John Methven, 87, will keep going to Kirkcaldy Rugby Club games despite quitting as Fife Free Press's match reporter

John Methven wrote Kirkcaldy Rugby Club reports for 63 years (Pic by Fife Photo Agency)John Methven wrote Kirkcaldy Rugby Club reports for 63 years (Pic by Fife Photo Agency)
John Methven wrote Kirkcaldy Rugby Club reports for 63 years (Pic by Fife Photo Agency)
Despite recently quitting writing Kirkcaldy Rugby Club match reports after 63 years due to failing eyesight and suffering a transient ischaemic attack or ‘mini stroke’, dedicated 87-year-old club stalwart John Methven will continue going to all the Blues’ games as a fan.

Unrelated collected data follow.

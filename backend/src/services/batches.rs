//! Production batch service
//!
//! A batch groups assignments produced in the same run. Batches carry
//! no stock of their own; deleting one cascades to its assignments
//! through the deletion request workflow.

use chrono::{DateTime, Utc};
use serde::{Deserialize, Serialize};
use sqlx::{FromRow, PgPool};
use uuid::Uuid;

use crate::error::{AppError, AppResult};
use crate::services::assignments::{AssignmentRow, ASSIGNMENT_COLUMNS};
use shared::models::Assignment;

/// Batch service for production run grouping
#[derive(Clone)]
pub struct BatchService {
    db: PgPool,
}

/// A production run grouping of assignments
#[derive(Debug, Clone, Serialize, FromRow)]
#[serde(rename_all = "camelCase")]
pub struct Batch {
    pub id: Uuid,
    pub name: String,
    pub production_month: Option<String>,
    pub notes: Option<String>,
    pub created_at: DateTime<Utc>,
    pub updated_at: DateTime<Utc>,
}

const BATCH_COLUMNS: &str = "id, name, production_month, notes, created_at, updated_at";

/// Input for creating a batch
#[derive(Debug, Deserialize)]
#[serde(rename_all = "camelCase")]
pub struct CreateBatchInput {
    pub name: String,
    pub production_month: Option<String>,
    pub notes: Option<String>,
}

/// Input for updating a batch
#[derive(Debug, Deserialize)]
#[serde(rename_all = "camelCase")]
pub struct UpdateBatchInput {
    pub name: Option<String>,
    pub production_month: Option<String>,
    pub notes: Option<String>,
}

impl BatchService {
    /// Create a new BatchService instance
    pub fn new(db: PgPool) -> Self {
        Self { db }
    }

    /// Create a batch
    pub async fn create_batch(&self, input: CreateBatchInput) -> AppResult<Batch> {
        if input.name.trim().is_empty() {
            return Err(AppError::Validation {
                field: "name".to_string(),
                message: "Name is required".to_string(),
            });
        }

        let row = sqlx::query_as::<_, Batch>(&format!(
            r#"
            INSERT INTO batches (name, production_month, notes)
            VALUES ($1, $2, $3)
            RETURNING {BATCH_COLUMNS}
            "#,
        ))
        .bind(&input.name)
        .bind(&input.production_month)
        .bind(&input.notes)
        .fetch_one(&self.db)
        .await?;

        Ok(row)
    }

    /// Get a batch by ID
    pub async fn get_batch(&self, batch_id: Uuid) -> AppResult<Batch> {
        let row = sqlx::query_as::<_, Batch>(&format!(
            "SELECT {BATCH_COLUMNS} FROM batches WHERE id = $1"
        ))
        .bind(batch_id)
        .fetch_optional(&self.db)
        .await?
        .ok_or_else(|| AppError::NotFound("Batch".to_string()))?;

        Ok(row)
    }

    /// List all batches, newest first
    pub async fn list_batches(&self) -> AppResult<Vec<Batch>> {
        let rows = sqlx::query_as::<_, Batch>(&format!(
            "SELECT {BATCH_COLUMNS} FROM batches ORDER BY created_at DESC"
        ))
        .fetch_all(&self.db)
        .await?;

        Ok(rows)
    }

    /// Update a batch
    pub async fn update_batch(&self, batch_id: Uuid, input: UpdateBatchInput) -> AppResult<Batch> {
        let existing = self.get_batch(batch_id).await?;

        let name = input.name.unwrap_or(existing.name);
        let production_month = input.production_month.or(existing.production_month);
        let notes = input.notes.or(existing.notes);

        let row = sqlx::query_as::<_, Batch>(&format!(
            r#"
            UPDATE batches
            SET name = $1, production_month = $2, notes = $3, updated_at = NOW()
            WHERE id = $4
            RETURNING {BATCH_COLUMNS}
            "#,
        ))
        .bind(&name)
        .bind(&production_month)
        .bind(&notes)
        .bind(batch_id)
        .fetch_one(&self.db)
        .await?;

        Ok(row)
    }

    /// Assignments grouped under a batch
    pub async fn list_batch_assignments(&self, batch_id: Uuid) -> AppResult<Vec<Assignment>> {
        self.get_batch(batch_id).await?;

        let rows = sqlx::query_as::<_, AssignmentRow>(&format!(
            "SELECT {ASSIGNMENT_COLUMNS} FROM assignments WHERE batch_id = $1 ORDER BY created_at"
        ))
        .bind(batch_id)
        .fetch_all(&self.db)
        .await?;

        rows.into_iter().map(TryInto::try_into).collect()
    }
}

Kirkcaldy-born Methven, who was raised in Leslie, was educated at St Andrews University for five years and later became a geography teacher, also taking on a variety of roles at his home town’s rugby club including president, secretary and fixtures convener.

Although never having played rugby at any level of note, so taken with it was Methven after giving it a go in his younger days at St Andrews University and Kirkcaldy, that he developed a great passion for writing about it over more than six decades while sharing these words of wisdom with Fife Free Press readers.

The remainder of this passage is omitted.